A sophisticated study of how bodies and language move and are moved by each other
Kenneth Burke may be best known for his theories of dramatism and of language as symbolic action, but few know him as one of the twentieth century's foremost theorists of the relationship between language and bodies. In Moving Bodies, Debra Hawhee focuses on Burke's studies from the 1930s, 40s, and 50s while illustrating that his interest in reading the body as a central force of communication began early in his career.
By exploring Burke's extensive writings on the subject alongside revealing considerations of his life and his scholarship, Hawhee maps his recurring invocation of a variety of disciplinary perspectives in order to theorize bodies and communication, working across and even beyond the arts, humanities, and sciences.
Burke's sustained analysis of the body drew on approaches representing a range of specialties and interests, including music, mysticism, endocrinology, evolution, speech-gesture theory, and speech-act theory, as well as his personal experiences with pain and illness.
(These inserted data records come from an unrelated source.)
mod common;

use chrono::{Duration, Utc};
use common::{bookable_date, open_week, TestApp};
use serde_json::{json, Value};

async fn booked_app() -> (TestApp, String, String, String, String) {
    let app = TestApp::new().await;
    let service_id = app
        .create_service(
            "Consultation",
            json!({
                "max_participants": 1,
                "mode": "fixed_duration",
                "slot_duration_min": 60,
                "daily_windows": open_week("09:00:00", "17:00:00")
            }),
        )
        .await;

    let date = bookable_date(3).to_string();
    let (status, booking) = app.book(&service_id, &date, "09:00", 1).await;
    assert_eq!(status, 200);

    let id = booking["id"].as_str().unwrap().to_string();
    let token = booking["token"].as_str().unwrap().to_string();
    (app, service_id, date, id, token)
}

async fn reschedule(app: &TestApp, id: &str, token: &str, date: &str, time: &str) -> (u16, Value) {
    app.request(
        "POST",
        &format!("/api/v1/bookings/{}/reschedule", id),
        Some(json!({ "token": token, "date": date, "time": time })),
    )
    .await
}

#[tokio::test]
async fn test_reschedule_preserves_duration_and_marks_changed() {
    let (app, _service_id, date, id, token) = booked_app().await;

    let (status, updated) = reschedule(&app, &id, &token, &date, "11:00").await;
    assert_eq!(status, 200, "{}", updated);
    assert_eq!(updated["status"], "changed");
    assert_eq!(updated["start_time"], "11:00:00");
    assert_eq!(updated["end_time"], "12:00:00");
    assert_eq!(updated["modification_count"], 1);
    assert_eq!(updated["token"], token, "token survives modification");

    // The old slot frees up, the new one is taken.
    let slots = app.get_slots(updated["service_id"].as_str().unwrap(), &date).await;
    assert!(slots.iter().any(|s| s["start"] == "09:00:00"));
    assert!(!slots.iter().any(|s| s["start"] == "11:00:00"));
}

#[tokio::test]
async fn test_reschedule_rate_limit() {
    let (app, _service_id, date, id, token) = booked_app().await;

    let (status, _) = reschedule(&app, &id, &token, &date, "11:00").await;
    assert_eq!(status, 200);

    let (status, _) = reschedule(&app, &id, &token, &date, "13:00").await;
    assert_eq!(status, 429, "second change within 5 minutes is rate limited");

    // Simulate the cooldown elapsing.
    sqlx::query("UPDATE bookings SET last_modification = ? WHERE id = ?")
        .bind(Utc::now() - Duration::minutes(6))
        .bind(&id)
        .execute(&app.pool)
        .await
        .unwrap();

    let (status, updated) = reschedule(&app, &id, &token, &date, "13:00").await;
    assert_eq!(status, 200, "{}", updated);
    assert_eq!(updated["modification_count"], 2);
}

#[tokio::test]
async fn test_modification_limit() {
    let (app, _service_id, date, id, token) = booked_app().await;

    sqlx::query("UPDATE bookings SET modification_count = 5 WHERE id = ?")
        .bind(&id)
        .execute(&app.pool)
        .await
        .unwrap();

    let (status, body) = reschedule(&app, &id, &token, &date, "11:00").await;
    assert_eq!(status, 409, "{}", body);
    assert!(body["error"].as_str().unwrap().contains("modification limit"));
}

#[tokio::test]
async fn test_token_mismatch_never_mutates_and_never_leaks() {
    let (app, _service_id, date, id, token) = booked_app().await;

    let (status, wrong_body) = reschedule(&app, &id, "wrong-token", &date, "11:00").await;
    assert_eq!(status, 403);

    let (status, missing_body) = reschedule(&app, "no-such-booking", &token, &date, "11:00").await;
    assert_eq!(status, 403);
    assert_eq!(
        wrong_body, missing_body,
        "unknown booking and bad token must be indistinguishable"
    );

    let (status, _) = app
        .request(
            "POST",
            &format!("/api/v1/bookings/{}/cancel", id),
            Some(json!({ "token": "wrong-token" })),
        )
        .await;
    assert_eq!(status, 403);

    // Nothing changed.
    let (status, body) = app
        .request(
            "GET",
            &format!("/api/v1/bookings/{}?token={}", id, token),
            None,
        )
        .await;
    assert_eq!(status, 200);
    assert_eq!(body["booking"]["status"], "confirmed");
    assert_eq!(body["booking"]["start_time"], "09:00:00");
    assert_eq!(body["booking"]["modification_count"], 0);
}

#[tokio::test]
async fn test_cancel_is_idempotent() {
    let (app, _service_id, _date, id, token) = booked_app().await;

    let uri = format!("/api/v1/bookings/{}/cancel", id);

    let (status, body) = app
        .request("POST", &uri, Some(json!({ "token": token })))
        .await;
    assert_eq!(status, 200);
    assert_eq!(body["status"], "cancelled");

    let (status, body) = app
        .request("POST", &uri, Some(json!({ "token": token })))
        .await;
    assert_eq!(status, 200, "cancelling twice is a no-op");
    assert_eq!(body["status"], "cancelled");
}

#[tokio::test]
async fn test_cancelled_booking_cannot_be_rescheduled() {
    let (app, _service_id, date, id, token) = booked_app().await;

    let (status, _) = app
        .request(
            "POST",
            &format!("/api/v1/bookings/{}/cancel", id),
            Some(json!({ "token": token })),
        )
        .await;
    assert_eq!(status, 200);

    let (status, _) = reschedule(&app, &id, &token, &date, "11:00").await;
    assert_eq!(status, 400);
}

#[tokio::test]
async fn test_cutoff_blocks_self_service_changes() {
    let app = TestApp::new().await;
    // A one-year cutoff puts every bookable date inside the blocked window.
    let service_id = app
        .create_service(
            "Consultation",
            json!({
                "max_participants": 1,
                "mode": "fixed_duration",
                "slot_duration_min": 60,
                "daily_windows": open_week("09:00:00", "17:00:00"),
                "cutoff_hours": 8760
            }),
        )
        .await;

    let date = bookable_date(3).to_string();
    let (status, booking) = app.book(&service_id, &date, "09:00", 1).await;
    assert_eq!(status, 200);
    let id = booking["id"].as_str().unwrap();
    let token = booking["token"].as_str().unwrap();

    let (status, body) = reschedule(&app, id, token, &date, "11:00").await;
    assert_eq!(status, 409, "{}", body);

    let (status, _) = app
        .request(
            "POST",
            &format!("/api/v1/bookings/{}/cancel", id),
            Some(json!({ "token": token })),
        )
        .await;
    assert_eq!(status, 409);
}

#[tokio::test]
async fn test_reschedule_across_dates_invalidates_both_days() {
    let (app, service_id, date, id, token) = booked_app().await;

    // Warm the cache for both days.
    let other_date = bookable_date(4).to_string();
    app.get_slots(&service_id, &date).await;
    app.get_slots(&service_id, &other_date).await;

    let (status, _) = reschedule(&app, &id, &token, &other_date, "10:00").await;
    assert_eq!(status, 200);

    let old_day = app.get_slots(&service_id, &date).await;
    assert!(old_day.iter().any(|s| s["start"] == "09:00:00"), "old slot restored");

    let new_day = app.get_slots(&service_id, &other_date).await;
    assert!(!new_day.iter().any(|s| s["start"] == "10:00:00"), "new slot taken");
}
pub mod api;
pub mod config;
pub mod domain;
pub mod error;
pub mod infra;
pub mod state;

use crate::config::Config;
use crate::infra::factory::bootstrap_state;
use api::router::create_router;
use std::sync::Arc;
use tracing::info;
use tracing_appender::non_blocking::WorkerGuard;
use tracing_subscriber::{layer::SubscriberExt, util::SubscriberInitExt, EnvFilter, Layer};

pub fn init_logging() -> WorkerGuard {
    let file_appender = tracing_appender::rolling::daily("./logs", "appointment-backend.log");
    let (non_blocking, guard) = tracing_appender::non_blocking(file_appender);

    let file_layer = tracing_subscriber::fmt::layer()
        .with_target(true)
        .json()
        .with_writer(non_blocking)
        .with_filter(EnvFilter::new("info,appointment_backend=debug"));

    let stdout_layer = tracing_subscriber::fmt::layer()
        .pretty()
        .with_target(false)
        .with_filter(EnvFilter::try_from_default_env().unwrap_or_else(|_| "info".into()));

    tracing_subscriber::registry()
        .with(stdout_layer)
        .with(file_layer)
        .init();

    info!("Logging initialized. Writing JSON logs to ./logs/");
    guard
}

pub async fn run() {
    let _guard = init_logging();

    let config = Config::from_env();
    let state = bootstrap_state(&config).await;
    let state_arc = Arc::new(state);

    let app = create_router(state_arc);

    let listener = tokio::net::TcpListener::bind(format!("0.0.0.0:{}", config.port))
        .await
        .expect("Failed to bind server port");

    info!("🚀 Server running on port {}", config.port);
    axum::serve(listener, app).await.expect("Server error");
}
use axum::{
    body::Body,
    extract::Request,
    routing::{get, post},
    Router,
};
use std::sync::Arc;
use std::time::Duration;

use crate::api::handlers::{availability, booking, booking_management, health, service};
use crate::state::AppState;
use tower_http::{classify::ServerErrorsFailureClass, trace::TraceLayer};
use tracing::{error, info, info_span, Span};
use uuid::Uuid;

pub fn create_router(state: Arc<AppState>) -> Router {
    Router::new()
        .route("/health", get(health::health_check))

        // Service administration
        .route("/api/v1/services", post(service::create_service).get(service::list_services))
        .route(
            "/api/v1/services/{service_id}",
            get(service::get_service)
                .put(service::update_service)
                .delete(service::delete_service),
        )

        // Availability
        .route("/api/v1/services/{service_id}/slots", get(availability::get_slots))
        .route("/api/v1/services/{service_id}/calendar", get(availability::get_calendar))

        // Booking flow
        .route(
            "/api/v1/services/{service_id}/bookings",
            post(booking::create_booking).get(booking::list_bookings),
        )

        // Customer self-service (capability token)
        .route("/api/v1/bookings/{booking_id}", get(booking_management::get_booking))
        .route("/api/v1/bookings/{booking_id}/reschedule", post(booking_management::reschedule_booking))
        .route("/api/v1/bookings/{booking_id}/cancel", post(booking_management::cancel_booking))

        .layer(
            TraceLayer::new_for_http()
                .make_span_with(|request: &Request<Body>| {
                    let request_id = Uuid::new_v4().to_string();
                    info_span!(
                        "http_request",
                        request_id = %request_id,
                        method = ?request.method(),
                        uri = ?request.uri(),
                    )
                })
                .on_request(|request: &Request<Body>, _span: &Span| {
                    info!("started processing request: {} {}", request.method(), request.uri().path());
                })
                .on_response(|response: &axum::http::Response<Body>, latency: Duration, _span: &Span| {
                    info!(
                        status = response.status().as_u16(),
                        latency_ms = latency.as_millis(),
                        "finished processing request"
                    );
                })
                .on_failure(|error: ServerErrorsFailureClass, _latency: Duration, _span: &Span| {
                    error!("request failed: {:?}", error);
                }),
        )
        .with_state(state)
}
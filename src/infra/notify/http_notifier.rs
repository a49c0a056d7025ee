use crate::domain::models::{booking::Booking, service::Service};
use crate::domain::ports::NotificationService;
use crate::domain::services::calendar::generate_ics;
use crate::error::AppError;
use async_trait::async_trait;
use base64::{engine::general_purpose, Engine as _};
use reqwest::Client;
use serde::Serialize;
use std::time::Duration;
use tracing::error;

/// Posts booking events to the external notification relay. Best-effort:
/// callers run this in a detached task and only log failures.
pub struct HttpNotifier {
    client: Client,
    api_url: String,
    api_key: String,
}

impl HttpNotifier {
    pub fn new(api_url: String, api_key: String) -> Self {
        let client = Client::builder()
            .timeout(Duration::from_secs(5))
            .build()
            .expect("Failed to build HTTP client");

        Self { client, api_url, api_key }
    }

    async fn post_event(&self, event: &str, service: &Service, booking: &Booking) -> Result<(), AppError> {
        let ics = generate_ics(service, booking);

        let payload = NotificationPayload {
            event: event.to_string(),
            service_id: service.id.clone(),
            service_name: service.name.clone(),
            booking: booking.clone(),
            ics_base64: general_purpose::STANDARD.encode(ics.as_bytes()),
        };

        let res = self
            .client
            .post(&self.api_url)
            .header("Authorization", format!("Bearer {}", self.api_key))
            .json(&payload)
            .send()
            .await
            .map_err(|e| {
                error!("Notification service connection error: {}", e);
                AppError::Internal
            })?;

        if !res.status().is_success() {
            let status = res.status();
            let text = res.text().await.unwrap_or_default();
            error!("Notification service failed. Status: {}, Body: {}", status, text);
            return Err(AppError::Internal);
        }

        Ok(())
    }
}

#[derive(Serialize)]
struct NotificationPayload {
    event: String,
    service_id: String,
    service_name: String,
    booking: Booking,
    ics_base64: String,
}

#[async_trait]
impl NotificationService for HttpNotifier {
    async fn booking_created(&self, service: &Service, booking: &Booking) -> Result<(), AppError> {
        self.post_event("booking.created", service, booking).await
    }

    async fn booking_modified(&self, service: &Service, booking: &Booking) -> Result<(), AppError> {
        self.post_event("booking.modified", service, booking).await
    }

    async fn booking_cancelled(&self, service: &Service, booking: &Booking) -> Result<(), AppError> {
        self.post_event("booking.cancelled", service, booking).await
    }
}
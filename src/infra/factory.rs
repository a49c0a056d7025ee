use std::str::FromStr;
use std::sync::Arc;
use std::time::Duration;

use sqlx::postgres::PgPoolOptions;
use sqlx::sqlite::{SqliteConnectOptions, SqliteJournalMode, SqlitePoolOptions};
use sqlx::{PgPool, SqlitePool};
use tracing::info;

use crate::config::Config;
use crate::domain::ports::{BookingRepository, ServiceRepository};
use crate::domain::services::availability::AvailabilityResolver;
use crate::domain::services::lifecycle::BookingLifecycle;
use crate::infra::cache::AvailabilityCache;
use crate::infra::notify::http_notifier::HttpNotifier;
use crate::infra::repositories::{
    postgres_booking_repo::PostgresBookingRepo, postgres_service_repo::PostgresServiceRepo,
    sqlite_booking_repo::SqliteBookingRepo, sqlite_service_repo::SqliteServiceRepo,
};
use crate::state::AppState;

pub async fn bootstrap_state(config: &Config) -> AppState {
    let database_url = &config.database_url;

    let notifier = Arc::new(HttpNotifier::new(
        config.notify_url.clone(),
        config.notify_token.clone(),
    ));

    let (service_repo, booking_repo): (Arc<dyn ServiceRepository>, Arc<dyn BookingRepository>) =
        if database_url.starts_with("postgres://") || database_url.starts_with("postgresql://") {
            info!("Initializing PostgreSQL connection...");

            let pool = PgPoolOptions::new()
                .max_connections(10)
                .connect(database_url)
                .await
                .expect("Failed to connect to Postgres");

            run_postgres_migrations(&pool).await;

            (
                Arc::new(PostgresServiceRepo::new(pool.clone())),
                Arc::new(PostgresBookingRepo::new(pool)),
            )
        } else {
            info!("Initializing SQLite connection with WAL Mode...");

            let opts = SqliteConnectOptions::from_str(database_url)
                .expect("Invalid SQLite connection string")
                .create_if_missing(true)
                .journal_mode(SqliteJournalMode::Wal)
                .busy_timeout(Duration::from_secs(5));

            let pool = SqlitePoolOptions::new()
                .max_connections(5)
                .connect_with(opts)
                .await
                .expect("Failed to connect to SQLite");

            run_sqlite_migrations(&pool).await;

            (
                Arc::new(SqliteServiceRepo::new(pool.clone())),
                Arc::new(SqliteBookingRepo::new(pool)),
            )
        };

    let cache = AvailabilityCache::new(Duration::from_secs(config.cache_ttl_secs));

    let resolver = Arc::new(AvailabilityResolver::new(
        service_repo.clone(),
        booking_repo.clone(),
        cache.clone(),
    ));

    let lifecycle = Arc::new(BookingLifecycle::new(
        service_repo.clone(),
        booking_repo.clone(),
        cache.clone(),
        notifier.clone(),
    ));

    AppState {
        config: config.clone(),
        service_repo,
        booking_repo,
        notifier,
        cache,
        resolver,
        lifecycle,
    }
}

async fn run_postgres_migrations(pool: &PgPool) {
    sqlx::migrate!("./migrations/postgres")
        .run(pool)
        .await
        .expect("Failed to run Postgres migrations");
}

async fn run_sqlite_migrations(pool: &SqlitePool) {
    sqlx::migrate!("./migrations/sqlite")
        .run(pool)
        .await
        .expect("Failed to run SQLite migrations");
}
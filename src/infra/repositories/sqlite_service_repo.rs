use crate::domain::models::service::Service;
use crate::domain::ports::ServiceRepository;
use crate::error::AppError;
use async_trait::async_trait;
use sqlx::SqlitePool;

pub struct SqliteServiceRepo {
    pool: SqlitePool,
}

impl SqliteServiceRepo {
    pub fn new(pool: SqlitePool) -> Self {
        Self { pool }
    }
}

#[async_trait]
impl ServiceRepository for SqliteServiceRepo {
    async fn create(&self, service: &Service) -> Result<Service, AppError> {
        sqlx::query_as::<_, Service>(
            "INSERT INTO services (id, name, description, config_json, created_at, updated_at)
             VALUES (?, ?, ?, ?, ?, ?)
             RETURNING *",
        )
        .bind(&service.id)
        .bind(&service.name)
        .bind(&service.description)
        .bind(&service.config_json)
        .bind(service.created_at)
        .bind(service.updated_at)
        .fetch_one(&self.pool)
        .await
        .map_err(AppError::Database)
    }

    async fn find_by_id(&self, id: &str) -> Result<Option<Service>, AppError> {
        sqlx::query_as::<_, Service>("SELECT * FROM services WHERE id = ?")
            .bind(id)
            .fetch_optional(&self.pool)
            .await
            .map_err(AppError::Database)
    }

    async fn list(&self) -> Result<Vec<Service>, AppError> {
        sqlx::query_as::<_, Service>("SELECT * FROM services ORDER BY name ASC")
            .fetch_all(&self.pool)
            .await
            .map_err(AppError::Database)
    }

    async fn update(&self, service: &Service) -> Result<Service, AppError> {
        sqlx::query_as::<_, Service>(
            "UPDATE services SET name = ?, description = ?, config_json = ?, updated_at = ?
             WHERE id = ?
             RETURNING *",
        )
        .bind(&service.name)
        .bind(&service.description)
        .bind(&service.config_json)
        .bind(service.updated_at)
        .bind(&service.id)
        .fetch_one(&self.pool)
        .await
        .map_err(AppError::Database)
    }

    async fn delete(&self, id: &str) -> Result<(), AppError> {
        let result = sqlx::query("DELETE FROM services WHERE id = ?")
            .bind(id)
            .execute(&self.pool)
            .await
            .map_err(AppError::Database)?;
        if result.rows_affected() == 0 {
            return Err(AppError::NotFound("Service not found".into()));
        }
        Ok(())
    }
}
pub mod cache;
pub mod factory;
pub mod notify;
pub mod repositories;
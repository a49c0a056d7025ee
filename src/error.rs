use axum::{
    http::StatusCode,
    response::{IntoResponse, Response},
    Json,
};
use serde_json::json;
use thiserror::Error;
use tracing::error;

#[derive(Error, Debug)]
pub enum AppError {
    #[error("Database error: {0}")]
    Database(#[from] sqlx::Error),
    #[error("Invalid service configuration: {0}")]
    Config(String),
    #[error("Resource not found: {0}")]
    NotFound(String),
    #[error("Invalid booking reference or token")]
    InvalidToken,
    #[error("Please wait a few minutes before modifying this booking again")]
    RateLimited,
    #[error("This booking has reached its modification limit")]
    ModificationLimit,
    #[error("The selected slot is fully booked")]
    CapacityExceeded,
    #[error("Changes are not allowed within {0} hours of the appointment")]
    CutoffPassed(u32),
    #[error("Conflict: {0}")]
    Conflict(String),
    #[error("Invalid input: {0}")]
    Validation(String),
    #[error("Internal server error")]
    Internal,
}

impl IntoResponse for AppError {
    fn into_response(self) -> Response {
        let (status, message) = match &self {
            AppError::Database(e) => {
                error!("Database error: {:?}", e);
                (
                    StatusCode::SERVICE_UNAVAILABLE,
                    "Service temporarily unavailable, please retry".to_string(),
                )
            }
            AppError::Config(msg) => {
                error!("Service configuration rejected: {}", msg);
                (StatusCode::UNPROCESSABLE_ENTITY, self.to_string())
            }
            AppError::NotFound(msg) => (StatusCode::NOT_FOUND, msg.clone()),
            // One fixed body for both "unknown booking" and "wrong token":
            // the response must not reveal whether the booking exists.
            AppError::InvalidToken => (StatusCode::FORBIDDEN, self.to_string()),
            AppError::RateLimited => (StatusCode::TOO_MANY_REQUESTS, self.to_string()),
            AppError::ModificationLimit => (StatusCode::CONFLICT, self.to_string()),
            AppError::CapacityExceeded => (StatusCode::CONFLICT, self.to_string()),
            AppError::CutoffPassed(_) => (StatusCode::CONFLICT, self.to_string()),
            AppError::Conflict(msg) => (StatusCode::CONFLICT, msg.clone()),
            AppError::Validation(msg) => (StatusCode::BAD_REQUEST, msg.clone()),
            AppError::Internal => (StatusCode::INTERNAL_SERVER_ERROR, "Internal error".to_string()),
        };

        let body = Json(json!({
            "error": message
        }));

        (status, body).into_response()
    }
}
use crate::domain::models::booking::{status, BookedInterval, Booking};
use crate::domain::ports::{BookingRepository, CapacityCheck, CapacityRule};
use crate::error::AppError;
use async_trait::async_trait;
use chrono::{NaiveDate, NaiveTime, Utc};
use sqlx::{PgPool, Postgres, Row, Transaction};

pub struct PostgresBookingRepo {
    pool: PgPool,
}

impl PostgresBookingRepo {
    pub fn new(pool: PgPool) -> Self {
        Self { pool }
    }

    /// Serializes concurrent capacity checks for one service by locking its
    /// row, then verifies the slot still has room. Runs inside the caller's
    /// transaction so the check and the write commit atomically.
    async fn assert_capacity(
        tx: &mut Transaction<'_, Postgres>,
        booking: &Booking,
        check: CapacityCheck,
        exclude_id: Option<&str>,
    ) -> Result<(), AppError> {
        sqlx::query("SELECT id FROM services WHERE id = $1 FOR UPDATE")
            .bind(&booking.service_id)
            .fetch_optional(&mut **tx)
            .await
            .map_err(AppError::Database)?;

        let exclude = exclude_id.unwrap_or("");

        if check.rule == CapacityRule::ExactMatch {
            let conflicts = sqlx::query(
                "SELECT COUNT(*) AS n FROM bookings
                 WHERE service_id = $1 AND appointment_date = $2
                 AND status IN ('confirmed', 'changed')
                 AND start_time < $3 AND end_time > $4
                 AND NOT (start_time = $4 AND end_time = $3)
                 AND id != $5",
            )
            .bind(&booking.service_id)
            .bind(booking.appointment_date)
            .bind(booking.end_time)
            .bind(booking.start_time)
            .bind(exclude)
            .fetch_one(&mut **tx)
            .await
            .map_err(AppError::Database)?
            .get::<i64, _>("n");

            if conflicts > 0 {
                return Err(AppError::CapacityExceeded);
            }
        }

        let booked = match check.rule {
            CapacityRule::Overlap => sqlx::query(
                "SELECT COALESCE(SUM(participants), 0) AS total FROM bookings
                 WHERE service_id = $1 AND appointment_date = $2
                 AND status IN ('confirmed', 'changed')
                 AND start_time < $3 AND end_time > $4
                 AND id != $5",
            )
            .bind(&booking.service_id)
            .bind(booking.appointment_date)
            .bind(booking.end_time)
            .bind(booking.start_time)
            .bind(exclude),
            CapacityRule::ExactMatch => sqlx::query(
                "SELECT COALESCE(SUM(participants), 0) AS total FROM bookings
                 WHERE service_id = $1 AND appointment_date = $2
                 AND status IN ('confirmed', 'changed')
                 AND start_time = $3 AND end_time = $4
                 AND id != $5",
            )
            .bind(&booking.service_id)
            .bind(booking.appointment_date)
            .bind(booking.start_time)
            .bind(booking.end_time)
            .bind(exclude),
        }
        .fetch_one(&mut **tx)
        .await
        .map_err(AppError::Database)?
        .get::<i64, _>("total");

        if booked + booking.participants as i64 > check.capacity {
            return Err(AppError::CapacityExceeded);
        }

        Ok(())
    }
}

#[async_trait]
impl BookingRepository for PostgresBookingRepo {
    async fn create(&self, booking: &Booking, check: CapacityCheck) -> Result<Booking, AppError> {
        let mut tx = self.pool.begin().await.map_err(AppError::Database)?;

        Self::assert_capacity(&mut tx, booking, check, None).await?;

        let created = sqlx::query_as::<_, Booking>(
            "INSERT INTO bookings (id, service_id, appointment_date, start_time, end_time, participants, customer_name, customer_email, customer_phone, notes, status, token, modification_count, last_modification, created_at, updated_at)
             VALUES ($1, $2, $3, $4, $5, $6, $7, $8, $9, $10, $11, $12, $13, $14, $15, $16)
             RETURNING *",
        )
        .bind(&booking.id)
        .bind(&booking.service_id)
        .bind(booking.appointment_date)
        .bind(booking.start_time)
        .bind(booking.end_time)
        .bind(booking.participants)
        .bind(&booking.customer_name)
        .bind(&booking.customer_email)
        .bind(&booking.customer_phone)
        .bind(&booking.notes)
        .bind(&booking.status)
        .bind(&booking.token)
        .bind(booking.modification_count)
        .bind(booking.last_modification)
        .bind(booking.created_at)
        .bind(booking.updated_at)
        .fetch_one(&mut *tx)
        .await
        .map_err(AppError::Database)?;

        tx.commit().await.map_err(AppError::Database)?;
        Ok(created)
    }

    async fn reschedule(&self, booking: &Booking, check: CapacityCheck) -> Result<Booking, AppError> {
        let mut tx = self.pool.begin().await.map_err(AppError::Database)?;

        Self::assert_capacity(&mut tx, booking, check, Some(&booking.id)).await?;

        let updated = sqlx::query_as::<_, Booking>(
            "UPDATE bookings
             SET appointment_date = $1, start_time = $2, end_time = $3, status = $4,
                 modification_count = $5, last_modification = $6, updated_at = $7
             WHERE id = $8
             RETURNING *",
        )
        .bind(booking.appointment_date)
        .bind(booking.start_time)
        .bind(booking.end_time)
        .bind(&booking.status)
        .bind(booking.modification_count)
        .bind(booking.last_modification)
        .bind(booking.updated_at)
        .bind(&booking.id)
        .fetch_one(&mut *tx)
        .await
        .map_err(AppError::Database)?;

        tx.commit().await.map_err(AppError::Database)?;
        Ok(updated)
    }

    async fn find_by_id(&self, id: &str) -> Result<Option<Booking>, AppError> {
        sqlx::query_as::<_, Booking>("SELECT * FROM bookings WHERE id = $1")
            .bind(id)
            .fetch_optional(&self.pool)
            .await
            .map_err(AppError::Database)
    }

    async fn list_by_service(&self, service_id: &str) -> Result<Vec<Booking>, AppError> {
        sqlx::query_as::<_, Booking>(
            "SELECT * FROM bookings WHERE service_id = $1 ORDER BY appointment_date ASC, start_time ASC",
        )
        .bind(service_id)
        .fetch_all(&self.pool)
        .await
        .map_err(AppError::Database)
    }

    async fn list_for_date(
        &self,
        service_id: &str,
        date: NaiveDate,
    ) -> Result<Vec<BookedInterval>, AppError> {
        sqlx::query_as::<_, BookedInterval>(
            "SELECT start_time, end_time, participants FROM bookings
             WHERE service_id = $1 AND appointment_date = $2
             AND status IN ('confirmed', 'changed')
             ORDER BY start_time ASC",
        )
        .bind(service_id)
        .bind(date)
        .fetch_all(&self.pool)
        .await
        .map_err(AppError::Database)
    }

    async fn sum_overlapping(
        &self,
        service_id: &str,
        date: NaiveDate,
        start: NaiveTime,
        end: NaiveTime,
    ) -> Result<i64, AppError> {
        let row = sqlx::query(
            "SELECT COALESCE(SUM(participants), 0) AS total FROM bookings
             WHERE service_id = $1 AND appointment_date = $2
             AND status IN ('confirmed', 'changed')
             AND start_time < $3 AND end_time > $4",
        )
        .bind(service_id)
        .bind(date)
        .bind(end)
        .bind(start)
        .fetch_one(&self.pool)
        .await
        .map_err(AppError::Database)?;

        Ok(row.get::<i64, _>("total"))
    }

    async fn cancel(&self, id: &str) -> Result<Booking, AppError> {
        sqlx::query_as::<_, Booking>(
            "UPDATE bookings SET status = $1, updated_at = $2 WHERE id = $3 RETURNING *",
        )
        .bind(status::CANCELLED)
        .bind(Utc::now())
        .bind(id)
        .fetch_one(&self.pool)
        .await
        .map_err(AppError::Database)
    }

    async fn delete(&self, id: &str) -> Result<(), AppError> {
        let result = sqlx::query("DELETE FROM bookings WHERE id = $1")
            .bind(id)
            .execute(&self.pool)
            .await
            .map_err(AppError::Database)?;
        if result.rows_affected() == 0 {
            return Err(AppError::NotFound("Booking not found".into()));
        }
        Ok(())
    }
}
Hawhee shows that Burke's goal was to advance understanding of the body's relationship to identity, to the creation of meaning, and to the circulation of language. Her study brings to the fore one of Burke's most important and understudied contributions to language theory, and she establishes Burke as a pioneer in a field where investigations into affect, movement, and sense perception broaden understanding of physical ways of knowing.
Debra Hawhee is a professor of English at Penn State University. She is the author of Bodily Arts: Rhetoric and Athletics in Ancient Greece and coauthor of Ancient Rhetorics for Contemporary Students.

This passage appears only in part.